## TASK TO COMPLETE
Write down each entry again, exactly as it reads.
····················
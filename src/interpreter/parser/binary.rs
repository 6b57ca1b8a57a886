use std::iter::Peekable;

use crate::{
    ast::{BinaryOperator, Expr},
    interpreter::{
        lexer::Token,
        parser::{core::ParseResult, primary::parse_primary},
    },
};

/// Parses addition and subtraction expressions.
///
/// Handles left-associative binary operators: `+` and `-`.
///
/// The rule is: `additive := multiplicative (("+" | "-") multiplicative)*`
///
/// # Parameters
/// - `tokens`: Token iterator with lookahead.
///
/// # Returns
/// An `Expr::BinaryOp` tree representing the parsed expression.
pub fn parse_additive<'a, I>(tokens: &mut Peekable<I>) -> ParseResult<Expr>
    where I: Iterator<Item = &'a Token> + Clone
{
    let mut left = parse_multiplicative(tokens)?;
    loop {
        if let Some(token) = tokens.peek()
           && let Some(op) = token_to_binary_operator(token)
           && matches!(op, BinaryOperator::Add | BinaryOperator::Sub)
        {
            tokens.next();
            let right = parse_multiplicative(tokens)?;
            left = Expr::BinaryOp { left: Box::new(left),
                                    op,
                                    right: Box::new(right) };
            continue;
        }
        break;
    }
    Ok(left)
}

/// Parses multiplication-level expressions.
///
/// Handles left-associative operators `*` and `/`, which bind tighter than
/// `+` and `-`.
///
/// The rule is: `multiplicative := primary (("*" | "/") primary)*`
///
/// # Parameters
/// - `tokens`: Token iterator with lookahead.
///
/// # Returns
/// A binary expression tree combining primary nodes.
pub fn parse_multiplicative<'a, I>(tokens: &mut Peekable<I>) -> ParseResult<Expr>
    where I: Iterator<Item = &'a Token> + Clone
{
    let mut left = parse_primary(tokens)?;
    loop {
        if let Some(token) = tokens.peek()
           && let Some(op) = token_to_binary_operator(token)
           && matches!(op, BinaryOperator::Mul | BinaryOperator::Div)
        {
            tokens.next();
            let right = parse_primary(tokens)?;
            left = Expr::BinaryOp { left: Box::new(left),
                                    op,
                                    right: Box::new(right) };
            continue;
        }
        break;
    }
    Ok(left)
}

/// Maps a token to its corresponding binary operator.
///
/// Returns `Some(BinaryOperator)` when the token represents one of the four
/// arithmetic operators; `None` for all other tokens, including `=`, which
/// is only valid inside a declaration.
///
/// # Parameters
/// - `token`: Token to convert.
///
/// # Returns
/// `Some(BinaryOperator)` if the token corresponds to a binary operator,
/// otherwise `None`.
///
/// # Example
/// ```
/// use embex::{
///     ast::BinaryOperator,
///     interpreter::{lexer::Token, parser::binary::token_to_binary_operator},
/// };
///
/// assert_eq!(token_to_binary_operator(&Token::Plus),
///            Some(BinaryOperator::Add));
/// assert_eq!(token_to_binary_operator(&Token::Equals), None);
/// ```
#[must_use]
pub const fn token_to_binary_operator(token: &Token) -> Option<BinaryOperator> {
    match token {
        Token::Plus => Some(BinaryOperator::Add),
        Token::Minus => Some(BinaryOperator::Sub),
        Token::Star => Some(BinaryOperator::Mul),
        Token::Slash => Some(BinaryOperator::Div),
        _ => None,
    }
}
····················
## EXERCISE SOLUTION
filename src/interpreter/parser/binary.rs
repository 6b57ca1b8a57a886
use std::iter::Peekable;

use crate::{
    ast::{BinaryOperator, Expr},
    interpreter::{
        lexer::Token,
        parser::{core::ParseResult, primary::parse_primary},
    },
};

/// Parses addition and subtraction expressions.
///
/// Handles left-associative binary operators: `+` and `-`.
///
/// The rule is: `additive := multiplicative (("+" | "-") multiplicative)*`
///
/// # Parameters
/// - `tokens`: Token iterator with lookahead.
///
/// # Returns
/// An `Expr::BinaryOp` tree representing the parsed expression.
pub fn parse_additive<'a, I>(tokens: &mut Peekable<I>) -> ParseResult<Expr>
    where I: Iterator<Item = &'a Token> + Clone
{
    let mut left = parse_multiplicative(tokens)?;
    loop {
        if let Some(token) = tokens.peek()
           && let Some(op) = token_to_binary_operator(token)
           && matches!(op, BinaryOperator::Add | BinaryOperator::Sub)
        {
            tokens.next();
            let right = parse_multiplicative(tokens)?;
            left = Expr::BinaryOp { left: Box::new(left),
                                    op,
                                    right: Box::new(right) };
            continue;
        }
        break;
    }
    Ok(left)
}

/// Parses multiplication-level expressions.
///
/// Handles left-associative operators `*` and `/`, which bind tighter than
/// `+` and `-`.
///
/// The rule is: `multiplicative := primary (("*" | "/") primary)*`
///
/// # Parameters
/// - `tokens`: Token iterator with lookahead.
///
/// # Returns
/// A binary expression tree combining primary nodes.
pub fn parse_multiplicative<'a, I>(tokens: &mut Peekable<I>) -> ParseResult<Expr>
    where I: Iterator<Item = &'a Token> + Clone
{
    let mut left = parse_primary(tokens)?;
    loop {
        if let Some(token) = tokens.peek()
           && let Some(op) = token_to_binary_operator(token)
           && matches!(op, BinaryOperator::Mul | BinaryOperator::Div)
        {
            tokens.next();
            let right = parse_primary(tokens)?;
            left = Expr::BinaryOp { left: Box::new(left),
                                    op,
                                    right: Box::new(right) };
            continue;
        }
        break;
    }
    Ok(left)
}

/// Maps a token to its corresponding binary operator.
///
/// Returns `Some(BinaryOperator)` when the token represents one of the four
/// arithmetic operators; `None` for all other tokens, including `=`, which
/// is only valid inside a declaration.
///
/// # Parameters
/// - `token`: Token to convert.
///
/// # Returns
/// `Some(BinaryOperator)` if the token corresponds to a binary operator,
/// otherwise `None`.
///
/// # Example
/// ```
/// use embex::{
///     ast::BinaryOperator,
///     interpreter::{lexer::Token, parser::binary::token_to_binary_operator},
/// };
///
/// assert_eq!(token_to_binary_operator(&Token::Plus),
///            Some(BinaryOperator::Add));
/// assert_eq!(token_to_binary_operator(&Token::Equals), None);
/// ```
#[must_use]
pub const fn token_to_binary_operator(token: &Token) -> Option<BinaryOperator> {
    match token {
        Token::Plus => Some(BinaryOperator::Add),
        Token::Minus => Some(BinaryOperator::Sub),
        Token::Star => Some(BinaryOperator::Mul),
        Token::Slash => Some(BinaryOperator::Div),
        _ => None,
    }
}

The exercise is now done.